The boy extended his hand which, when the man reciprocated, he shook with such vehemence that Skyler feared for the integrity of the society between his phalanges and his radius and ulna.

"Lockhart, right?"

"Because of the voice?"

"No, because of the..." Skyler pointed his index finger to his nose as he directed his gaze toward the guy's mustache, tarnished with something like chalk. The man got the hint and wiped it off quickly with a black leather mitten as he took a single and energetic sniff.

"I'm going to...to the cockpit." Lockhart got inside the plane with a certain dose of discomfort, although not necessarily shame. "Codename's Freedom Ridge, by the way."

Skyler and Seiber shared a sympathetic look.

"You thought it was a joke?" Seiber asked, giving Skyler a condescending pat on the shoulder.

"I kinda didn't want to except for the fact that he's the pilot."

"This guy drugged, crippled, and cock-eyed is safer flying than the entire RAF. Had a rough childhood, then enlisted in the D.E.A.; had access to the seized goods; just picture the rest."

"I never knew my father and I've never gotten anything up my nose."

Where did that come from?

Skyler had said that with a clarity so regal, so unfettered, that he didn't doubt himself.

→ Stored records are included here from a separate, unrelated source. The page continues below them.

//! Presence hub: registry plus subscriber fan-out.
//!
//! Every mutation takes the write lock, applies the change, recomputes the
//! snapshot once and offers that same `Arc<Snapshot>` to every open
//! connection before the lock is released. Offers use `try_send` on a
//! bounded queue, so a slow client loses snapshots instead of holding the
//! lock, and all clients observe snapshots in mutation order.

use std::collections::HashMap;
use std::sync::Arc;

use footfall_common::{ConnectionId, PresenceError};
use tokio::sync::mpsc::error::TrySendError;
use tokio::sync::{mpsc, RwLock};
use tracing::{debug, error, warn};

use crate::aggregate::{compute_snapshot, Snapshot};
use crate::page::canonical_page;
use crate::registry::PresenceRegistry;

/// Receiving half handed to each connection.
pub type SnapshotReceiver = mpsc::Receiver<Arc<Snapshot>>;

/// Hub tuning.
#[derive(Debug, Clone)]
pub struct HubConfig {
    /// Snapshots buffered per connection.
    pub outbound_queue: usize,
    /// Longest accepted page path in bytes.
    pub max_page_length: usize,
    /// Page key for connections that have not reported a page.
    pub unknown_page: String,
}

impl Default for HubConfig {
    fn default() -> Self {
        Self {
            outbound_queue: 16,
            max_page_length: 256,
            unknown_page: String::new(),
        }
    }
}

/// Outcome of one fan-out.
#[derive(Debug, Clone)]
pub struct FanoutReport {
    pub snapshot: Arc<Snapshot>,
    /// Connections the snapshot was queued for.
    pub delivered: usize,
    /// Connections whose queue was full or closed.
    pub dropped: usize,
}

struct HubState {
    registry: PresenceRegistry,
    subscribers: HashMap<ConnectionId, mpsc::Sender<Arc<Snapshot>>>,
}

/// Cloneable handle to the shared presence state.
#[derive(Clone)]
pub struct PresenceHub {
    state: Arc<RwLock<HubState>>,
    config: Arc<HubConfig>,
}

impl PresenceHub {
    pub fn new(config: HubConfig) -> Self {
        let registry = PresenceRegistry::new().with_unknown_page(config.unknown_page.clone());
        Self {
            state: Arc::new(RwLock::new(HubState {
                registry,
                subscribers: HashMap::new(),
            })),
            config: Arc::new(config),
        }
    }

    /// Open a connection from `country`.
    ///
    /// The returned receiver already holds the snapshot that includes the
    /// new connection; every other open connection receives it too.
    pub async fn connect(&self, country: impl Into<String>) -> (ConnectionId, SnapshotReceiver) {
        let id = ConnectionId::new();
        let (tx, rx) = mpsc::channel(self.config.outbound_queue.max(1));

        let mut state = self.state.write().await;
        if let Err(e) = state.registry.register(id.clone(), country) {
            error!(conn = %id, error = %e, "Replaced stale presence entry");
        }
        state.subscribers.insert(id.clone(), tx);
        let report = fan_out(&state);
        drop(state);

        debug!(
            conn = %id,
            total = report.snapshot.total,
            delivered = report.delivered,
            "Connection registered"
        );
        (id, rx)
    }

    /// Record that `id` is now viewing `page`.
    ///
    /// Invalid pages and unknown connections leave the state untouched and
    /// broadcast nothing.
    pub async fn visit(&self, id: &ConnectionId, page: &str) -> Result<FanoutReport, PresenceError> {
        let page = canonical_page(page, self.config.max_page_length)?;

        let mut state = self.state.write().await;
        state.registry.set_page(id, page)?;
        Ok(fan_out(&state))
    }

    /// Close `id` and notify the remaining connections.
    ///
    /// The closing connection is removed from the subscriber set first so it
    /// never receives the snapshot that excludes it. A second call for the
    /// same id returns `UnknownConnection` and broadcasts nothing.
    pub async fn disconnect(&self, id: &ConnectionId) -> Result<FanoutReport, PresenceError> {
        let mut state = self.state.write().await;
        state.subscribers.remove(id);
        state.registry.unregister(id)?;
        let report = fan_out(&state);
        drop(state);

        debug!(conn = %id, total = report.snapshot.total, "Connection unregistered");
        Ok(report)
    }

    pub async fn snapshot(&self) -> Snapshot {
        compute_snapshot(&self.state.read().await.registry)
    }

    pub async fn connection_count(&self) -> usize {
        self.state.read().await.registry.len()
    }
}

/// Offer the current snapshot to every subscriber without blocking.
fn fan_out(state: &HubState) -> FanoutReport {
    let snapshot = Arc::new(compute_snapshot(&state.registry));
    let mut delivered = 0;
    let mut dropped = 0;

    for (id, tx) in &state.subscribers {
        match tx.try_send(Arc::clone(&snapshot)) {
            Ok(()) => delivered += 1,
            Err(TrySendError::Full(_)) => {
                dropped += 1;
                let e = PresenceError::PushFailed {
                    id: id.clone(),
                    reason: "outbound queue full".into(),
                };
                debug!(error = %e, "Snapshot dropped for slow connection");
            }
            Err(TrySendError::Closed(_)) => {
                // The connection task is exiting and will disconnect itself.
                dropped += 1;
                let e = PresenceError::PushFailed {
                    id: id.clone(),
                    reason: "receiver closed".into(),
                };
                warn!(error = %e, "Snapshot push failed");
            }
        }
    }

    FanoutReport {
        snapshot,
        delivered,
        dropped,
    }
}
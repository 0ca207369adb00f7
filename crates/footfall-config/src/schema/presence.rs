//! Presence tracking settings.

use serde::{Deserialize, Serialize};

#[derive(Debug, Clone, Serialize, Deserialize)]
#[serde(default)]
pub struct PresenceConfig {
    /// Snapshots buffered per connection before newer ones are dropped.
    pub outbound_queue: u32,
    /// Longest page path accepted from a client.
    pub max_page_length: u32,
    /// Page key for connections that have not reported a page yet.
    pub unknown_page: String,
}

impl Default for PresenceConfig {
    fn default() -> Self {
        Self {
            outbound_queue: 16,
            max_page_length: 256,
            unknown_page: String::new(),
        }
    }
}
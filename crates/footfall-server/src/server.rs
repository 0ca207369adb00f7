//! Accept loop and shared server state.

use std::sync::Arc;

use footfall_presence::{GeoResolver, PresenceHub};
use tokio::net::TcpListener;
use tokio::time::timeout;
use tokio_util::sync::CancellationToken;
use tokio_util::task::TaskTracker;
use tracing::{debug, info, warn};

use crate::connection::{handle_connection, ConnectionSettings};
use crate::handshake::{accept, client_ip};

/// State shared by every connection task.
pub struct ServerContext {
    pub hub: PresenceHub,
    pub resolver: Option<Arc<dyn GeoResolver>>,
    pub settings: ConnectionSettings,
}

/// Accept connections until `shutdown` fires, then wait for every
/// connection task to unregister.
pub async fn serve(listener: TcpListener, ctx: Arc<ServerContext>, shutdown: CancellationToken) {
    let tracker = TaskTracker::new();

    loop {
        tokio::select! {
            _ = shutdown.cancelled() => break,
            accepted = listener.accept() => match accepted {
                Ok((stream, peer)) => {
                    let ctx = Arc::clone(&ctx);
                    let shutdown = shutdown.clone();
                    tracker.spawn(async move {
                        match timeout(ctx.settings.handshake_timeout, accept(stream)).await {
                            Ok(Ok((ws, forwarded_for))) => {
                                let ip = client_ip(
                                    peer,
                                    forwarded_for.as_deref(),
                                    ctx.settings.trust_forwarded_for,
                                );
                                handle_connection(ws, ip, ctx, shutdown).await;
                            }
                            Ok(Err(e)) => {
                                warn!(peer = %peer, error = %e, "WS handshake failed");
                            }
                            Err(_) => {
                                warn!(peer = %peer, "WS handshake timed out");
                            }
                        }
                    });
                }
                Err(e) => {
                    warn!(error = %e, "TCP accept error");
                }
            },
        }
    }

    info!(open = tracker.len(), "Shutting down, closing connections");
    tracker.close();
    tracker.wait().await;
    let remaining = ctx.hub.connection_count().await;
    debug!(remaining, "All connections closed");
}
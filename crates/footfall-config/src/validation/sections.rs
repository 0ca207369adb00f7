//! Per-section validators.

use std::net::IpAddr;

use crate::schema::FootfallConfig;

use super::helpers::validate_range;

pub(crate) fn validate_server(errors: &mut Vec<String>, config: &FootfallConfig) {
    let server = &config.server;
    validate_range(errors, "server.port", server.port, 1, 65535);
    validate_range(
        errors,
        "server.handshake_timeout_secs",
        server.handshake_timeout_secs,
        1,
        120,
    );
    validate_range(
        errors,
        "server.ping_interval_secs",
        server.ping_interval_secs,
        5,
        600,
    );
    validate_range(
        errors,
        "server.pong_timeout_secs",
        server.pong_timeout_secs,
        1,
        120,
    );
    if server.bind_address.parse::<IpAddr>().is_err() {
        errors.push(format!(
            "server.bind_address = {:?} is not an IP address",
            server.bind_address
        ));
    }
}

pub(crate) fn validate_presence(errors: &mut Vec<String>, config: &FootfallConfig) {
    validate_range(
        errors,
        "presence.outbound_queue",
        config.presence.outbound_queue,
        1,
        1024,
    );
    validate_range(
        errors,
        "presence.max_page_length",
        config.presence.max_page_length,
        1,
        2048,
    );
}

pub(crate) fn validate_geo(errors: &mut Vec<String>, config: &FootfallConfig) {
    validate_range(errors, "geo.timeout_ms", config.geo.timeout_ms, 50, 10_000);
    if config.geo.enabled && !config.geo.endpoint.contains("{ip}") {
        errors.push("geo.endpoint must contain an {ip} placeholder".into());
    }
}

He looked back when he entered the jet. The powerful burst of white light from the outside hit his retinas and prevented him from accustoming to the darkness of the interior, which remained an ephemeral mystery. That polished vehicle that had brought them was devolving into a hodgepodge of amorphous irons under a black plume, staining the sky with its mourning to the sound of The Clash coming from inside the cockpit. Before Skyler could change his mind, Seiber docked the stairs and closed the door with a cold and compact sound that made him feel strangely safe. And it was there, just at that moment, before his retinas adapted, for one tenth of a second, he saw himself standing in the deepest darkness. A moment of solipsism that he instinctively took as the starting point for the rest of his life.

Here we go. Whatever the hell this is.